Berger believes the failed merger of FanDuel and DraftKings this year works out well for Monster Roster. “The two services will now be competing again to acquire users, and open to working with third parties that help them in the cause,” Berger said. “We’re currently offering a promotion with FanDuel that’s shown promising results.

Our analytics have also found that Monster Roster users win 40 percent more often than the average player does on DraftKings.” And while fantasy football remains the initial Monster Roster draw, “65 percent of football customers are also using Monster Roster for basketball lineups and roughly 75 percent of basketball customers also used it for baseball lineups.”

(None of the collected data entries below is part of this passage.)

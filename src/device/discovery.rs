use serialport::{SerialPortInfo, SerialPortType};
use tracing::debug;

use super::geometry::DeviceVariant;
use crate::error::Result;

/// A supported controller found on a serial port
#[derive(Debug, Clone, PartialEq, Eq)]
pub struct DiscoveredDevice {
    pub port: String,
    pub variant: DeviceVariant,
    pub serial_number: Option<String>,
    pub product: Option<String>,
}

/// List serial ports whose USB id belongs to a supported controller
pub fn discover() -> Result<Vec<DiscoveredDevice>> {
    let ports = serialport::available_ports()?;
    debug!("Found {} serial ports", ports.len());
    Ok(ports.into_iter().filter_map(identify).collect())
}

fn identify(info: SerialPortInfo) -> Option<DiscoveredDevice> {
    let SerialPortType::UsbPort(usb) = info.port_type else {
        return None;
    };
    let variant = DeviceVariant::from_usb_id(usb.vid, usb.pid)?;
    debug!("{} is a {}", info.port_name, variant);

    Some(DiscoveredDevice {
        port: info.port_name,
        variant,
        serial_number: usb.serial_number,
        product: usb.product,
    })
}
mod buttons;
mod discovery;
mod framing;
mod geometry;
mod manager;
mod protocol;
mod transport;

#[cfg(test)]
pub(crate) mod testing;

use std::sync::{Mutex, MutexGuard, PoisonError};

pub use buttons::*;
pub use discovery::{discover, DiscoveredDevice};
pub use framing::{decode_outer_frame, encode_outer_frame, AppFrame, FrameReassembler};
pub use geometry::*;
pub use manager::{
    ButtonState, DeviceEvent, DeviceInfo, DeviceManager, TouchEvent, TouchKind, TouchPoint,
};
pub use protocol::*;
pub use transport::{Connector, LinkHandler, LinkState, SerialConnector, SerialLink, Transport};

/// Lock a std mutex, recovering the data if a panicking thread poisoned it
pub(crate) fn lock<T>(mutex: &Mutex<T>) -> MutexGuard<'_, T> {
    mutex.lock().unwrap_or_else(PoisonError::into_inner)
}
//! Common error types

use thiserror::Error;

#[derive(Debug, Error)]
pub enum Error {
    #[error("USB error: {0}")]
    Usb(String),

    #[error("USB ID database error: {0}")]
    Database(String),

    #[error("Configuration error: {0}")]
    Config(String),

    #[error("IO error: {0}")]
    Io(#[from] std::io::Error),

    #[error("Other error: {0}")]
    Other(String),
}

impl From<usbids::DatabaseError> for Error {
    fn from(e: usbids::DatabaseError) -> Self {
        match e {
            usbids::DatabaseError::Io(io) => Error::Io(io),
            other => Error::Database(other.to_string()),
        }
    }
}

pub type Result<T> = std::result::Result<T, Error>;
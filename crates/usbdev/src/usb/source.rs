//! libusb-backed device source
//!
//! Enumerates the devices currently attached through a `rusb::Context`.

use crate::usb::device::ListedDevice;
use common::{DeviceSource, Error, Snapshot};
use rusb::{Context, UsbContext};
use tracing::{debug, warn};

/// Device source that asks libusb for the current device list
pub struct RusbSource {
    /// USB context for device operations
    context: Context,
}

impl RusbSource {
    /// Create a new libusb context
    pub fn new() -> Result<Self, rusb::Error> {
        let context = Context::new()?;
        Ok(Self { context })
    }

    /// List every attached device, sorted by bus and address
    ///
    /// Devices whose descriptor cannot be read are skipped.
    pub fn list_devices(&self) -> common::Result<Vec<ListedDevice>> {
        let devices = self
            .context
            .devices()
            .map_err(|e| Error::Usb(format!("Failed to list USB devices: {}", e)))?;

        let mut listed: Vec<ListedDevice> = devices
            .iter()
            .filter_map(|device| match ListedDevice::from_rusb(&device) {
                Ok(d) => Some(d),
                Err(e) => {
                    warn!(
                        "Failed to read device descriptor: bus={}, addr={}: {}",
                        device.bus_number(),
                        device.address(),
                        e
                    );
                    None
                }
            })
            .collect();

        listed.sort_by_key(ListedDevice::position);
        debug!("Enumerated {} devices", listed.len());
        Ok(listed)
    }
}

impl DeviceSource for RusbSource {
    fn snapshot(&self) -> common::Result<Snapshot> {
        Ok(self.list_devices()?.into_iter().map(|d| d.id).collect())
    }
}
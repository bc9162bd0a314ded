//! USB subsystem
//!
//! Enumerates attached devices through libusb. Devices are only listed and
//! their device descriptors read; nothing is opened or claimed.

pub mod device;
pub mod source;

pub use device::ListedDevice;
pub use source::RusbSource;
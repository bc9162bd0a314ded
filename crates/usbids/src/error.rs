//! USB ID error types

use std::path::PathBuf;
use thiserror::Error;

/// Errors from parsing vendor/product identifiers
#[derive(Debug, Error, PartialEq, Eq)]
pub enum IdError {
    /// Identifier string was empty (after stripping any `0x` prefix)
    #[error("Empty hex identifier")]
    Empty,

    /// More than four hex digits
    #[error("Hex identifier too long: '{0}' (max 4 digits)")]
    TooLong(String),

    /// Contains characters outside [0-9a-fA-F]
    #[error("Invalid hex identifier: '{0}'")]
    InvalidHex(String),

    /// Pair was not in `VID:PID` form
    #[error("Invalid device id '{0}', expected VID:PID (e.g. '046d:c52b')")]
    InvalidPair(String),
}

/// Errors from reading a USB ID database
#[derive(Debug, Error)]
pub enum DatabaseError {
    /// Database file does not exist
    #[error("USB ID database not found: {}", path.display())]
    NotFound { path: PathBuf },

    /// None of the candidate locations held a database
    #[error("No USB ID database found (searched {searched} locations)")]
    NoCandidates { searched: usize },

    /// I/O error while reading the database
    #[error("I/O error: {0}")]
    Io(#[from] std::io::Error),
}

/// Type alias for database results
pub type Result<T> = std::result::Result<T, DatabaseError>;
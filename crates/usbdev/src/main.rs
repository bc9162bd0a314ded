//! usbdev
//!
//! Waits for a USB device to be plugged in and prints its vendor and
//! product names.

use anyhow::{Context, Result};
use clap::Parser;
use common::setup_logging;
use std::io::Write;
use std::path::PathBuf;
use std::sync::Arc;
use tracing::{error, info};
use usbdev::config::{OutputFormat, Overrides, UsbdevConfig};
use usbdev::report::{resolve_devices, write_device_list, write_found};
use usbdev::usb::RusbSource;
use usbdev::watch;

#[derive(Parser, Debug)]
#[command(name = "usbdev")]
#[command(
    author,
    version,
    about = "USBdev - recognition of newly plugged USB devices",
    disable_version_flag = true
)]
#[command(long_about = "
Recognition of newly plugged USB devices.

Snapshots the attached USB devices, waits, and snapshots again until a new
device shows up or the poll limit is reached, then looks up its vendor and
product names in the usb.ids database.

EXAMPLES:
    # Wait for a device, polling every second
    usbdev

    # Poll every 3 seconds
    usbdev --time 3

    # List attached devices with their names and exit
    usbdev --list

    # Machine-readable output
    usbdev --format json

CONFIGURATION:
    usbdev looks for configuration files in the following order:
    1. Path specified with --config
    2. ~/.config/usbdev/config.toml
    3. /etc/usbdev/config.toml
    4. Built-in defaults

DATABASE:
    Unless --database or [database].path is set, usb.ids is searched in
    /var/lib/usbdev, /usr/share/hwdata, /usr/share/misc and /usr/share.
")]
struct Args {
    /// Waiting time in seconds between device snapshots
    #[arg(short, long, value_name = "SEC", value_parser = clap::value_parser!(u64).range(1..))]
    time: Option<u64>,

    /// Give up after this many polls
    #[arg(short = 'n', long, value_name = "N", value_parser = clap::value_parser!(u32).range(1..))]
    max_polls: Option<u32>,

    /// Path to the usb.ids database
    #[arg(short, long, value_name = "PATH")]
    database: Option<PathBuf>,

    /// Output format
    #[arg(short, long, value_enum, value_name = "FORMAT")]
    format: Option<OutputFormat>,

    /// List attached USB devices and exit
    #[arg(long)]
    list: bool,

    /// Path to configuration file
    #[arg(short, long, value_name = "PATH")]
    config: Option<PathBuf>,

    /// Save default configuration to default location and exit
    #[arg(long)]
    save_config: bool,

    /// Log level (trace, debug, info, warn, error)
    #[arg(short, long, value_name = "LEVEL")]
    log_level: Option<String>,

    /// Print program version and exit
    #[arg(short = 'v', long, action = clap::ArgAction::Version)]
    #[allow(dead_code)]
    version: Option<bool>,
}

impl Args {
    fn overrides(&self) -> Overrides {
        Overrides {
            interval_secs: self.time,
            max_polls: self.max_polls,
            database_path: self.database.clone(),
            format: self.format,
            log_level: self.log_level.clone(),
        }
    }
}

#[tokio::main]
async fn main() -> Result<()> {
    let args = Args::parse();

    if args.save_config {
        let config = UsbdevConfig::default();
        let path = UsbdevConfig::default_path();
        config.save(&path).context("Failed to save configuration")?;
        println!("Configuration saved to: {}", path.display());
        return Ok(());
    }

    let mut config = if let Some(ref path) = args.config {
        UsbdevConfig::load(Some(path.clone())).context("Failed to load configuration")?
    } else {
        UsbdevConfig::load_or_default().context("Failed to load configuration")?
    };

    // Command line wins over the config file
    config.apply_overrides(args.overrides());
    config.validate().context("Invalid configuration")?;

    setup_logging(&config.output.log_level).context("Failed to setup logging")?;

    info!("usbdev v{}", env!("CARGO_PKG_VERSION"));

    let source = Arc::new(RusbSource::new().context("Failed to initialize USB context")?);

    if args.list {
        return list_devices_mode(&source, &config);
    }

    // Keep stdout clean for the JSON document
    let mut progress: Box<dyn Write> = match config.output.format {
        OutputFormat::Text => Box::new(std::io::stdout()),
        OutputFormat::Json => Box::new(std::io::stderr()),
    };

    let outcome = watch(
        Arc::clone(&source),
        config.watch_options(),
        &mut *progress,
        shutdown_signal(),
    )
    .await
    .context("Failed to watch USB devices")?;
    writeln!(progress)?;

    let devices = resolve_devices(&config.database_candidates(), outcome.added);
    write_found(&mut std::io::stdout().lock(), config.output.format, &devices)
        .context("Failed to write report")?;

    Ok(())
}

/// List USB devices and exit
fn list_devices_mode(source: &RusbSource, config: &UsbdevConfig) -> Result<()> {
    info!("Listing USB devices...");

    let devices = source.list_devices().context("Failed to list USB devices")?;
    let names = resolve_devices(
        &config.database_candidates(),
        devices.iter().map(|d| d.id).collect(),
    );

    write_device_list(
        &mut std::io::stdout().lock(),
        config.output.format,
        &devices,
        &names,
    )
    .context("Failed to write device list")?;

    Ok(())
}

/// Resolves on Ctrl+C
async fn shutdown_signal() {
    match tokio::signal::ctrl_c().await {
        Ok(()) => info!("Received Ctrl+C, stopping"),
        Err(e) => {
            // Without a handler there is nothing to wait for
            error!("Error waiting for Ctrl+C: {}", e);
            std::future::pending::<()>().await;
        }
    }
}
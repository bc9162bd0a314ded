//! USB device abstraction
//!
//! Reduces a `rusb::Device` to the bus position and id pair the watcher and
//! the device listing need. Only the device descriptor is read; devices are
//! never opened.

use rusb::{Device, UsbContext};
use serde::Serialize;
use usbids::UsbId;

/// A device seen during enumeration
#[derive(Debug, Clone, Copy, PartialEq, Eq, Serialize)]
pub struct ListedDevice {
    /// Bus number
    pub bus_number: u8,
    /// Device address on the bus
    pub device_address: u8,
    /// Vendor/product pair from the device descriptor
    pub id: UsbId,
}

impl ListedDevice {
    /// Read the device descriptor of `device`
    pub fn from_rusb<T: UsbContext>(device: &Device<T>) -> Result<Self, rusb::Error> {
        let descriptor = device.device_descriptor()?;

        Ok(Self {
            bus_number: device.bus_number(),
            device_address: device.address(),
            id: UsbId::new(descriptor.vendor_id(), descriptor.product_id()),
        })
    }

    /// Sort key: bus, then address
    pub fn position(&self) -> (u8, u8) {
        (self.bus_number, self.device_address)
    }
}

* Live Life Nice: Videos that make people smile often score millions of hits through social media, encourage random acts of kindness, and also help associated brands’ reputations. The “cause-driven digital media company” Live Life Nice is now pushing the agenda by producing compelling original content that infuses positive news into society, suggested project founder Christian Crosby, who has worked for the 76ers in a variety of capacities since 2007.

While he sees his start-up encouraging people to “Be Nice, Do Nice” with stories about “the world’s greatest grandmother” or neighbors helping neighbors in distress, there will also be opportunity for product placement — for “cause-minded brands to integrate directly into the stories.”

Berger said the company has “just started to talk to sponsors, and already have an exclusive partnership with a major international player, a platform that will start to carry the content in the fall.”

The Sixers Innovation Lab’s consulting partners include Pepper Hamilton LLP and Morgan Properties, and advisers include the Wharton School of the University of Pennsylvania, Stub Hub, DraftKings, Rothman Institute, First Round Capital, and NovaCare Rehabilitation. The lab was furnished by Kimball Office.